[Collection entries]
+ + + + + + +
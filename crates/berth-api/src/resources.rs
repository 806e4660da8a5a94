//! Resource endpoints
//!
//! Services and datasets expose the same four operations, each backed by its
//! own orchestrator:
//!
//! - `GET    {base}` - list the caller's resources
//! - `POST   {base}` - materialize a template (`{template, values}`)
//! - `DELETE {base}/{name}` - retract an owned resource
//! - `POST   {base}/{name}/exec` - run a command (`{command, all}`)

use std::collections::BTreeMap;
use std::sync::Arc;

use axum::extract::rejection::JsonRejection;
use axum::extract::{Path, State};
use axum::http::{HeaderMap, StatusCode};
use axum::routing::{delete, get, post};
use axum::{Json, Router};
use berth_engine::{ExecResult, Materialized, Orchestrator, ResourceSummary};
use serde::Deserialize;
use tracing::info;

use crate::auth::Authenticator;
use crate::error::{Error, Result};

/// State shared by the endpoints of one resource kind
#[derive(Clone)]
pub struct ResourceState {
    /// Orchestrator for this kind
    pub orchestrator: Arc<Orchestrator>,
    /// Tenant authentication
    pub auth: Arc<Authenticator>,
}

/// Body of a create call
#[derive(Debug, Deserialize)]
pub struct CreateRequest {
    /// Template identifier
    pub template: String,
    /// Variable values by name
    #[serde(default)]
    pub values: BTreeMap<String, String>,
}

/// Body of an exec call
#[derive(Debug, Deserialize)]
pub struct ExecRequest {
    /// Command and arguments
    pub command: Vec<String>,
    /// Run in every pod instead of the first
    #[serde(default)]
    pub all: bool,
}

/// Routes for one resource kind under `base`
pub fn resource_router(base: &str, state: ResourceState) -> Router {
    Router::new()
        .route(base, get(list_resources).post(create_resource))
        .route(&format!("{base}/{{name}}"), delete(delete_resource))
        .route(&format!("{base}/{{name}}/exec"), post(exec_resource))
        .with_state(state)
}

/// Unwrap a JSON body, reporting rejections in the API error shape
pub(crate) fn body<T>(body: std::result::Result<Json<T>, JsonRejection>) -> Result<T> {
    body.map(|Json(value)| value)
        .map_err(|e| Error::InvalidBody(e.body_text()))
}

async fn list_resources(
    State(state): State<ResourceState>,
    headers: HeaderMap,
) -> Result<Json<Vec<ResourceSummary>>> {
    let tenant = state.auth.authenticate(&headers).await?;
    Ok(Json(state.orchestrator.list(&tenant.name).await?))
}

async fn create_resource(
    State(state): State<ResourceState>,
    headers: HeaderMap,
    request: std::result::Result<Json<CreateRequest>, JsonRejection>,
) -> Result<(StatusCode, Json<Materialized>)> {
    let tenant = state.auth.authenticate(&headers).await?;
    let request = body(request)?;
    let created = state
        .orchestrator
        .create(&tenant, &request.template, &request.values)
        .await?;
    info!(
        tenant = %tenant.name,
        name = %created.name,
        template = %created.template_id,
        "Created {}",
        created.kind.noun()
    );
    Ok((StatusCode::CREATED, Json(created)))
}

async fn delete_resource(
    State(state): State<ResourceState>,
    headers: HeaderMap,
    Path(name): Path<String>,
) -> Result<StatusCode> {
    let tenant = state.auth.authenticate(&headers).await?;
    state.orchestrator.delete(&tenant.name, &name).await?;
    Ok(StatusCode::NO_CONTENT)
}

async fn exec_resource(
    State(state): State<ResourceState>,
    headers: HeaderMap,
    Path(name): Path<String>,
    request: std::result::Result<Json<ExecRequest>, JsonRejection>,
) -> Result<Json<ExecResult>> {
    let tenant = state.auth.authenticate(&headers).await?;
    let request = body(request)?;
    let result = state
        .orchestrator
        .exec(&tenant.name, &name, &request.command, request.all)
        .await?;
    Ok(Json(result))
}
//! berth HTTP API
//!
//! Tenants drive the engine through a small JSON API, authenticated with a
//! per-tenant bearer token.
//!
//! # Endpoints
//!
//! - `GET /healthz` - Health check
//! - `GET /api/templates`, `GET /api/templates/{id}` - Service catalog
//! - `GET|POST /api/services`, `DELETE /api/services/{name}`,
//!   `POST /api/services/{name}/exec` - Service lifecycle
//! - `GET /api/dataset-templates[/{id}]`, `GET|POST /api/datasets`,
//!   `DELETE /api/datasets/{name}` - Dataset lifecycle
//! - `PUT /api/credentials` - Replace the ingress password
//! - `POST /api/utils/inject` - Mount the caller's storage into arbitrary YAML

#![deny(missing_docs)]

mod account;
pub mod auth;
pub mod config;
pub mod error;
pub mod resources;
pub mod server;
pub mod templates;

pub use account::{CredentialsRequest, CredentialsResponse};
pub use auth::Authenticator;
pub use config::{ServerConfig, TenantEntry, TlsFiles};
pub use error::{Error, Result};
pub use server::{api_router, serve, AppState};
+ + + + + + +
- [What to work on]
The answer should contain only the lines from the first line of the entries through the line holding "body.map(|Json(value)| value)", each exactly as written.

- [Task result]
filename crates/berth-api/src/resources.rs
repository 806e4660da8a5a94
//! Resource endpoints
//!
//! Services and datasets expose the same four operations, each backed by its
//! own orchestrator:
//!
//! - `GET    {base}` - list the caller's resources
//! - `POST   {base}` - materialize a template (`{template, values}`)
//! - `DELETE {base}/{name}` - retract an owned resource
//! - `POST   {base}/{name}/exec` - run a command (`{command, all}`)

use std::collections::BTreeMap;
use std::sync::Arc;

use axum::extract::rejection::JsonRejection;
use axum::extract::{Path, State};
use axum::http::{HeaderMap, StatusCode};
use axum::routing::{delete, get, post};
use axum::{Json, Router};
use berth_engine::{ExecResult, Materialized, Orchestrator, ResourceSummary};
use serde::Deserialize;
use tracing::info;

use crate::auth::Authenticator;
use crate::error::{Error, Result};

/// State shared by the endpoints of one resource kind
#[derive(Clone)]
pub struct ResourceState {
    /// Orchestrator for this kind
    pub orchestrator: Arc<Orchestrator>,
    /// Tenant authentication
    pub auth: Arc<Authenticator>,
}

/// Body of a create call
#[derive(Debug, Deserialize)]
pub struct CreateRequest {
    /// Template identifier
    pub template: String,
    /// Variable values by name
    #[serde(default)]
    pub values: BTreeMap<String, String>,
}

/// Body of an exec call
#[derive(Debug, Deserialize)]
pub struct ExecRequest {
    /// Command and arguments
    pub command: Vec<String>,
    /// Run in every pod instead of the first
    #[serde(default)]
    pub all: bool,
}

/// Routes for one resource kind under `base`
pub fn resource_router(base: &str, state: ResourceState) -> Router {
    Router::new()
        .route(base, get(list_resources).post(create_resource))
        .route(&format!("{base}/{{name}}"), delete(delete_resource))
        .route(&format!("{base}/{{name}}/exec"), post(exec_resource))
        .with_state(state)
}

/// Unwrap a JSON body, reporting rejections in the API error shape
pub(crate) fn body<T>(body: std::result::Result<Json<T>, JsonRejection>) -> Result<T> {
    body.map(|Json(value)| value)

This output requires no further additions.